BSBWhen I was a child, I talked like a child, I thought like a child, I reasoned like a child. When I became a man, I set aside childish ways.
The plain meaning
This verse sits inside Paul's argument that love outlasts every spiritual gift. In vv. 9-10 he has just said 'we know in part and we prophesy in part, but when the perfect comes, the partial will pass away.' Verse 11 is his illustration: the gap between a child's speech and an adult's is real, but it's nothing compared to the gap between our present partial knowledge and the full knowing that is coming. The 'putting away' is not a put-down — it is natural, even joyful, growth. Jamieson, Fausset, and Brown note that Paul maps the three childish verbs onto the gifts: 'spake' to tongues, 'understood' to prophecy, 'thought/reasoned' to knowledge. All three are real and valuable now, but all three are the lisping first words of something far larger. The controlling point of the chapter is that love alone does not get 'put away' — it is the adult form, the permanent thing, not one of the passing partial gifts.
The common misreading
What the commentators say
Clarke draws the analogy out fully: our present spiritual state, however advanced, stands to the coming state of full blessedness as infant babbling stands to adult speech and reasoning. The child has real understanding, but it is narrow, instinct-like, and without experience. The adult has not destroyed childhood — he has fulfilled it. Clarke's point is that the verse is about proportion, not contempt.

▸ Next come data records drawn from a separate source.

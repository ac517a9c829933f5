//! OPN family (YM2203, YM2608, YM2612) F-number rescaling

use super::{Ay8910ClockConverter, ClockStage};
use crate::chips::{ChipDescriptor, ChipKind, SubModule};
use crate::converter::buffer::RegisterShadow;
use crate::converter::freq::rescale_block_fnum;
use crate::converter::{Converter, Diagnostics};
use crate::vgm::{Command, WriteRegister};

pub struct OpnClockConverter {
    stage: ClockStage,
    regs: RegisterShadow,
    /// SSG part of YM2203/YM2608
    ssg: Option<Ay8910ClockConverter>,
}

impl OpnClockConverter {
    pub fn new(from: ChipDescriptor, to_clock: f64) -> Self {
        let ssg = (from.kind != ChipKind::Ym2612 && from.includes(SubModule::Ssg))
            .then(|| Ay8910ClockConverter::new(from, to_clock));
        Self {
            stage: ClockStage::new(from, to_clock),
            regs: RegisterShadow::new(from.kind.ports()),
            ssg,
        }
    }

    fn convert_fm(&mut self, w: &WriteRegister) -> Vec<Command> {
        if self.stage.is_identity() {
            return vec![Command::Write(*w)];
        }
        self.regs.set(w.port, w.addr, w.data);
        if !(0xA0..0xB0).contains(&w.addr) || w.addr & 3 == 3 {
            return vec![Command::Write(*w)];
        }
        // A8-AE hold the channel 3 per-operator frequencies
        let al = 0xA0 + (w.addr & 3) + (w.addr & 8);
        let ah = al + 4;
        let hi = self.regs.value(w.port, ah);
        let fnum = (((hi & 7) as u16) << 8) | self.regs.value(w.port, al) as u16;
        let (blk, fnum) = rescale_block_fnum((hi >> 3) & 7, fnum, self.stage.ratio, 0x7FF);
        vec![
            Command::Write(WriteRegister {
                addr: ah,
                data: (blk << 3) | (fnum >> 8) as u8,
                ..*w
            }),
            Command::Write(WriteRegister {
                addr: al,
                data: (fnum & 0xFF) as u8,
                ..*w
            }),
        ]
    }
}

impl Converter for OpnClockConverter {
    fn source(&self) -> &ChipDescriptor {
        &self.stage.from
    }

    fn destination(&self) -> &ChipDescriptor {
        &self.stage.to
    }

    fn convert(&mut self, cmd: &Command, _diag: &mut dyn Diagnostics) -> Vec<Command> {
        let Some(w) = cmd.write_for(self.stage.from.kind, self.stage.from.index) else {
            return vec![cmd.clone()];
        };
        if w.addr < 0x10 && w.port == 0 {
            return match self.ssg.as_mut() {
                Some(ssg) => ssg.convert_write(w),
                None => vec![cmd.clone()],
            };
        }
        if self.stage.from.includes(SubModule::Fm) {
            self.convert_fm(w)
        } else {
            vec![cmd.clone()]
        }
    }
}

#[cfg(test)]
mod tests {
    use super::*;
    use crate::converter::NullDiagnostics;

    fn run(conv: &mut OpnClockConverter, writes: &[(u8, u8, u8)]) -> Vec<(u8, u8, u8)> {
        let kind = conv.source().kind;
        writes
            .iter()
            .flat_map(|(p, a, d)| conv.convert(&Command::write(kind, 0, *p, *a, *d), &mut NullDiagnostics))
            .filter_map(|c| match c {
                Command::Write(w) => Some((w.port, w.addr, w.data)),
                _ => None,
            })
            .collect()
    }

    #[test]
    fn test_fnum_rescale_both_ports() {
        let from = ChipDescriptor::new(ChipKind::Ym2612, 7670454.0);
        let mut conv = OpnClockConverter::new(from, 7670454.0 * 2.0);
        let out = run(&mut conv, &[(1, 0xA5, 0x22), (1, 0xA1, 0x6A)]);
        // 0x26A / 2 = 0x135, block 4 unchanged
        assert_eq!(&out[2..], &[(1, 0xA5, 0x21), (1, 0xA1, 0x35)]);
    }

    #[test]
    fn test_lower_clock_raises_block_and_saturates() {
        let from = ChipDescriptor::new(ChipKind::Ym2203, 4000000.0);
        let mut conv = OpnClockConverter::new(from, 2000000.0);
        let out = run(&mut conv, &[(0, 0xA4, 0x1E), (0, 0xA0, 0x00)]);
        // block 3, F-number 0x600 doubled overflows: block 4, 0x600
        assert_eq!(&out[2..], &[(0, 0xA4, 0x26), (0, 0xA0, 0x00)]);

        let out = run(&mut conv, &[(0, 0xA5, 0x3E), (0, 0xA1, 0x00)]);
        assert_eq!(&out[2..], &[(0, 0xA5, 0x3F), (0, 0xA1, 0xFF)]);
    }

    #[test]
    fn test_ssg_part_uses_psg_rescale() {
        let from = ChipDescriptor::new(ChipKind::Ym2203, 4000000.0);
        let mut conv = OpnClockConverter::new(from, 8000000.0);
        assert_eq!(run(&mut conv, &[(0, 0x00, 0x40)]), vec![(0, 0x00, 0x80), (0, 0x01, 0x00)]);

        let fm_only = ChipDescriptor::parse("ym2203.fm", 4000000.0).unwrap();
        let mut conv = OpnClockConverter::new(fm_only, 8000000.0);
        assert_eq!(run(&mut conv, &[(0, 0x00, 0x40)]), vec![(0, 0x00, 0x40)]);
    }

    #[test]
    fn test_other_registers_untouched() {
        let from = ChipDescriptor::new(ChipKind::Ym2612, 7670454.0);
        let mut conv = OpnClockConverter::new(from, 8000000.0);
        assert_eq!(run(&mut conv, &[(0, 0x28, 0xF0)]), vec![(0, 0x28, 0xF0)]);
        assert_eq!(run(&mut conv, &[(0, 0x40, 0x7F)]), vec![(0, 0x40, 0x7F)]);
    }
}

JFB observe that Paul's three verbs are carefully chosen to mirror the three gifts under discussion: speaking (tongues), understanding or having the sentiments of (prophecy), and reasoning or judging (knowledge). Each gift is real but partial — a child's-eye view of reality. When the perfect state arrives, these partial instruments are not so much condemned as outgrown, in the same way a man's maturity does not condemn his childhood but completes it.
Gill, commenting on the surrounding verses, stresses that the contrast is between seeing 'through a glass darkly' now and face-to-face then. The child/adult image reinforces that gap: present knowledge, even apostolic knowledge, is partial and imperfect compared to the beatific knowledge awaiting believers. For Gill this humbles every claim to spiritual completeness in the present life.
The word behind it
'I have done away with' or 'I have rendered inoperative.' From katargeō — to bring something to nothing, to abolish, to set aside as no longer operative. The perfect tense conveys a completed action with ongoing effect: the man has permanently set aside childhood's mode. Crucially, Paul uses this same verb in v. 10 for the partial gifts being 'done away' when the perfect comes — making verse 11 a direct lived analogy for that theological claim.